In the United Kingdom, the word turtle is used for water-dwelling species, including ones known in the US as terrapins, but not for terrestrial species, which are known only as tortoises.
The word chelonian is popular among veterinarians, scientists, and conservationists working with these animals as a catch-all name for any member of the superorder Chelonia, which includes all turtles living and extinct, as well as their immediate ancestors. Chelonia is based on the Greek word for turtles, χελώνη chelone; Greek χέλυς chelys "tortoise" is also used in the formation of scientific names of chelonians. Testudines, on the other hand, is based on the Latin word for tortoise, testudo. Terrapin comes from an Algonquian word for turtle.

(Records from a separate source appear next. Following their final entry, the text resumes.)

//! Append-only results store: one CSV file per task kind with rows of
//! `publication,section,url,response`.

use std::collections::HashMap;
use std::fs::OpenOptions;
use std::path::{Path, PathBuf};

use csv::{ReaderBuilder, WriterBuilder};
use serde::{Deserialize, Serialize};
use tracing::warn;

use crate::articles::CorrelationKey;
use crate::error::PipelineError;

#[derive(Debug, Clone, PartialEq, Eq, Serialize, Deserialize)]
pub struct ResultRow {
    pub publication: String,
    pub section: String,
    pub url: String,
    pub response: String,
}

impl ResultRow {
    pub fn new(key: CorrelationKey, response: impl Into<String>) -> Self {
        Self {
            publication: key.publication,
            section: key.section,
            url: key.url,
            response: response.into(),
        }
    }

    /// The correlation key this row answers.
    pub fn key(&self) -> CorrelationKey {
        CorrelationKey {
            publication: self.publication.clone(),
            section: self.section.clone(),
            url: self.url.clone(),
        }
    }

    fn identity(&self) -> (&str, &str, &str) {
        (&self.publication, &self.section, &self.url)
    }
}

#[derive(Debug, Clone)]
pub struct ResultsStore {
    path: PathBuf,
}

impl ResultsStore {
    pub fn new(path: impl Into<PathBuf>) -> Self {
        Self { path: path.into() }
    }

    pub fn path(&self) -> &Path {
        &self.path
    }

    /// Append rows; existing rows are never rewritten.
    pub fn append(&self, rows: &[ResultRow]) -> Result<usize, PipelineError> {
        if rows.is_empty() {
            return Ok(0);
        }
        if let Some(parent) = self.path.parent() {
            std::fs::create_dir_all(parent)?;
        }
        let file = OpenOptions::new()
            .create(true)
            .append(true)
            .open(&self.path)?;
        let mut writer = WriterBuilder::new().has_headers(false).from_writer(file);
        for row in rows {
            writer.serialize(row)?;
        }
        writer.flush()?;
        Ok(rows.len())
    }

    /// Every readable row in file order. A missing store is empty.
    pub fn read_all(&self) -> Result<Vec<ResultRow>, PipelineError> {
        if !self.path.exists() {
            return Ok(Vec::new());
        }
        let mut reader = ReaderBuilder::new()
            .has_headers(false)
            .flexible(true)
            .from_path(&self.path)?;
        let mut rows = Vec::new();
        for (n, row) in reader.deserialize::<ResultRow>().enumerate() {
            match row {
                Ok(row) => rows.push(row),
                Err(e) => warn!(
                    path = %self.path.display(),
                    row = n + 1,
                    error = %e,
                    "skipping unreadable result row"
                ),
            }
        }
        Ok(rows)
    }

    /// Rows with one row per correlation key, the last written winning.
    pub fn read_latest(&self) -> Result<Vec<ResultRow>, PipelineError> {
        Ok(latest_per_key(self.read_all()?))
    }
}

/// Collapse duplicate correlation keys, keeping the last row for each key at
/// the position where the key first appeared.
pub fn latest_per_key(rows: Vec<ResultRow>) -> Vec<ResultRow> {
    let mut position: HashMap<(String, String, String), usize> = HashMap::new();
    let mut out: Vec<ResultRow> = Vec::with_capacity(rows.len());
    for row in rows {
        let (p, s, u) = row.identity();
        let key = (p.to_string(), s.to_string(), u.to_string());
        match position.get(&key) {
            Some(&i) => out[i] = row,
            None => {
                position.insert(key, out.len());
                out.push(row);
            }
        }
    }
    out
}

#[cfg(test)]
mod tests {
    use super::*;

    fn row(url: &str, response: &str) -> ResultRow {
        ResultRow {
            publication: "Ledger".into(),
            section: "News".into(),
            url: url.into(),
            response: response.into(),
        }
    }

    #[test]
    fn append_accumulates_across_calls() {
        let dir = tempfile::tempdir().unwrap();
        let store = ResultsStore::new(dir.path().join("results").join("article_lean.csv"));
        assert!(store.read_all().unwrap().is_empty());

        store.append(&[row("a", "3 | mild")]).unwrap();
        store.append(&[row("b", "-8, left"), row("a", "5 | firm")]).unwrap();

        let rows = store.read_all().unwrap();
        assert_eq!(rows.len(), 3);
        assert_eq!(rows[1].response, "-8, left");
    }

    #[test]
    fn latest_row_wins_at_first_position() {
        let rows = vec![row("a", "1"), row("b", "2"), row("a", "3")];
        let latest = latest_per_key(rows);
        assert_eq!(latest, vec![row("a", "3"), row("b", "2")]);
    }

    #[test]
    fn same_url_in_other_section_is_distinct() {
        let mut other = row("a", "9");
        other.section = "Opinion".into();
        let latest = latest_per_key(vec![row("a", "1"), other.clone()]);
        assert_eq!(latest.len(), 2);
        assert_eq!(latest[1], other);
    }

    #[test]
    fn row_from_key() {
        let key: CorrelationKey = "Ledger|News|https://l.example/a".parse().unwrap();
        let row = ResultRow::new(key, "Y");
        assert_eq!(row.url, "https://l.example/a");
        assert_eq!(row.response, "Y");
    }

    #[test]
    fn short_rows_are_skipped_on_read() {
        let dir = tempfile::tempdir().unwrap();
        let path = dir.path().join("article_screen.csv");
        std::fs::write(&path, "Ledger,News,a,Y\nbroken\nLedger,News,b,N\n").unwrap();
        let rows = ResultsStore::new(&path).read_all().unwrap();
        assert_eq!(rows.len(), 2);
        assert_eq!(rows[1].url, "b");
    }
}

This article uses "turtle" for the entire order, which is a single clade.
Anatomy and morphology
The largest living chelonian is the leatherback sea turtle (Dermochelys coriacea), which reaches a shell length of 200 cm (6.6 ft) and can reach a weight of over 900 kg (2,000 lb). Freshwater turtles are generally smaller. The largest terrestrial species, the Asian softshell turtle (Pelochelys cantorii), produced a few individuals up to 200 cm (6.6 ft). This dwarfs the better-known alligator snapping turtle, the largest chelonian in North America, which attains a shell length of up to 80 cm (2.6 ft) and weighs as much as 113.4 kg (250 lb). Giant tortoises of the genera Geochelone, Meiolania, and others were relatively widely distributed around the world into prehistoric times, and are known to have existed in North and South America, Australia, and Africa. They became extinct as humans appeared, and it is assumed humans hunted them for food. The only surviving giant tortoises are on the Seychelles and Galápagos Islands. They can grow to over 130 cm (51 in) in length, and weigh about 300 kg (660 lb).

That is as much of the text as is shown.